▶ What you need to do: Gather all lines in the records below that include the word "with".

(Extracted records)
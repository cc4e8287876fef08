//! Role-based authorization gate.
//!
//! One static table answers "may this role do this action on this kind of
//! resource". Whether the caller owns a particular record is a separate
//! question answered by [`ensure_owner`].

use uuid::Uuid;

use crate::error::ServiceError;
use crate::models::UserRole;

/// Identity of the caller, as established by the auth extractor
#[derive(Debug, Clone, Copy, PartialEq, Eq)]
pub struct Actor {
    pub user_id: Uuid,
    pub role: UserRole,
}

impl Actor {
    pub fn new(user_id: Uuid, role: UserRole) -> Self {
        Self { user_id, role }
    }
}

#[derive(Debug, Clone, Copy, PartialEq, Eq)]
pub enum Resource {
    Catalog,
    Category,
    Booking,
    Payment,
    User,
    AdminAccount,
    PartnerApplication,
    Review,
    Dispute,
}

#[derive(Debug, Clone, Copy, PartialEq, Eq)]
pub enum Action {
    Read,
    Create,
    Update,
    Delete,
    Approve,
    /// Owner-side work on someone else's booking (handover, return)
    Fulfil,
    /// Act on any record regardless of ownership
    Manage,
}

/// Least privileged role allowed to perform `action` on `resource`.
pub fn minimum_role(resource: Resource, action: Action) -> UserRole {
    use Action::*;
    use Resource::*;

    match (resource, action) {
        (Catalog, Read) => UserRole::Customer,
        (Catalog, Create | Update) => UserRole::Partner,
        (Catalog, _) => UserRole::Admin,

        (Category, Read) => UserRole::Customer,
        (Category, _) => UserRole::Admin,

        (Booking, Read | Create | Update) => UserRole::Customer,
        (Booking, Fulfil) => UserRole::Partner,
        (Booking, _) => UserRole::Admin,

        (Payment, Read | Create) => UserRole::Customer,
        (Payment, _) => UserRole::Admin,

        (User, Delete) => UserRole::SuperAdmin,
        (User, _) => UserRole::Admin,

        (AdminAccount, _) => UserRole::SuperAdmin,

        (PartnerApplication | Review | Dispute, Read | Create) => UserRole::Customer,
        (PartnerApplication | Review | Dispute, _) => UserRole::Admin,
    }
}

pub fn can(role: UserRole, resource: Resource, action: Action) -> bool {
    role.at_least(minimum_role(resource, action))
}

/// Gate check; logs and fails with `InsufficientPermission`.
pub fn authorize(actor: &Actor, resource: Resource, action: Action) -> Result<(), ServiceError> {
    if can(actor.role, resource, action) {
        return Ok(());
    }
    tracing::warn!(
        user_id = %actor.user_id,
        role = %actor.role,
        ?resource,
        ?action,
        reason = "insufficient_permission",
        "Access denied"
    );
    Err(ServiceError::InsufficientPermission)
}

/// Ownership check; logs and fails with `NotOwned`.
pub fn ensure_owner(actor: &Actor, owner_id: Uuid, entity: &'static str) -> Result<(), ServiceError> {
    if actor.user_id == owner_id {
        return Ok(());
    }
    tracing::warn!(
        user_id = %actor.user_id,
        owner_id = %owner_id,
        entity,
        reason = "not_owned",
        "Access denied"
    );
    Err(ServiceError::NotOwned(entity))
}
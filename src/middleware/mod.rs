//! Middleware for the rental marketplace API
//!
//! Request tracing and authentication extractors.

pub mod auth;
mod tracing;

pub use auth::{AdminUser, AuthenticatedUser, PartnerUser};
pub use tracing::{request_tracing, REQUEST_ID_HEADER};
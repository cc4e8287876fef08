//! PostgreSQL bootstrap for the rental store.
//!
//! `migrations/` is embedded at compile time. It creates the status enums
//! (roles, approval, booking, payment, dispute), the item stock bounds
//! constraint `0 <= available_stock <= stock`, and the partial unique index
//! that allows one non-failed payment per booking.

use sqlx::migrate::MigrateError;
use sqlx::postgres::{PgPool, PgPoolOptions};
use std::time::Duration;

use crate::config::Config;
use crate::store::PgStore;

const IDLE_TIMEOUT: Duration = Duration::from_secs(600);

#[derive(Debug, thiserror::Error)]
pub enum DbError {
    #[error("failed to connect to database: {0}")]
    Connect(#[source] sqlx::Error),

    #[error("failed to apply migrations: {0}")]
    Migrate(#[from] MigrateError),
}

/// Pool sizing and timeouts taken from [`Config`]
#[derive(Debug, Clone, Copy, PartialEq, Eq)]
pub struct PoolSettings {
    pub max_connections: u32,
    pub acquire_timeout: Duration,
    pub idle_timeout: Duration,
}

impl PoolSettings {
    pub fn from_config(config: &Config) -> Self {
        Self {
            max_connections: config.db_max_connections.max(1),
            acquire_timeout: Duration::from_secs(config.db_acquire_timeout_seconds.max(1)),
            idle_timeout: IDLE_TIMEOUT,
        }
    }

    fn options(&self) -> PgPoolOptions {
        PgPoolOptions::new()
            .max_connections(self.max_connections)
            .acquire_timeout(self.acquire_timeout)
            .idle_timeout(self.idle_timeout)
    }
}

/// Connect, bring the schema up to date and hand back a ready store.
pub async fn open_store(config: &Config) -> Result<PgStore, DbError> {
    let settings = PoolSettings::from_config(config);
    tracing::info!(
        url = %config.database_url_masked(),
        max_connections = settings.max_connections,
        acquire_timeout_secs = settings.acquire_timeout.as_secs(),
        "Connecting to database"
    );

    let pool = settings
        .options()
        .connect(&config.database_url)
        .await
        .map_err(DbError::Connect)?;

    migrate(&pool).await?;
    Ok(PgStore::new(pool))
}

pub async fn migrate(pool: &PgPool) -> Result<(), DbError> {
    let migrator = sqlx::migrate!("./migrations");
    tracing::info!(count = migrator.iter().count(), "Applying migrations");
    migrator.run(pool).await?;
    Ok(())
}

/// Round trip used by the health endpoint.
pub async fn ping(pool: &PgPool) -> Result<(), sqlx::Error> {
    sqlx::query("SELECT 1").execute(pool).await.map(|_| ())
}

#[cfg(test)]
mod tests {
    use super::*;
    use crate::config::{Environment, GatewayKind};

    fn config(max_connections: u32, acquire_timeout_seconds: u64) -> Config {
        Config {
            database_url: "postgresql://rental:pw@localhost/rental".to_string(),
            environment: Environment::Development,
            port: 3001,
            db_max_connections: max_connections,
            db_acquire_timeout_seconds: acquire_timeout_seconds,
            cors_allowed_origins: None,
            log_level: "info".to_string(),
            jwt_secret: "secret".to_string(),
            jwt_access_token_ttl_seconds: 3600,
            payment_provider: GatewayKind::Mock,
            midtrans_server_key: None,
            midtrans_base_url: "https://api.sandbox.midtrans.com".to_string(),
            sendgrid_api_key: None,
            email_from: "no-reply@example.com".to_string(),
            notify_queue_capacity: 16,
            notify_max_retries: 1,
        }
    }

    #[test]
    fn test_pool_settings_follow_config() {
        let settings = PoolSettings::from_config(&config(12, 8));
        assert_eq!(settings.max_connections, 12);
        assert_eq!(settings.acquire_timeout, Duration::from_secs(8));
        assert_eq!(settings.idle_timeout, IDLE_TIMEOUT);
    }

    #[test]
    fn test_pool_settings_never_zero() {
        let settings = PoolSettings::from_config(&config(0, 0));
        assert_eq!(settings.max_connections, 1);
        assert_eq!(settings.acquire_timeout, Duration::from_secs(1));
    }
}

▶ Result for this exercise:
/// Gate check; logs and fails with `InsufficientPermission`.
/// Ownership check; logs and fails with `NotOwned`.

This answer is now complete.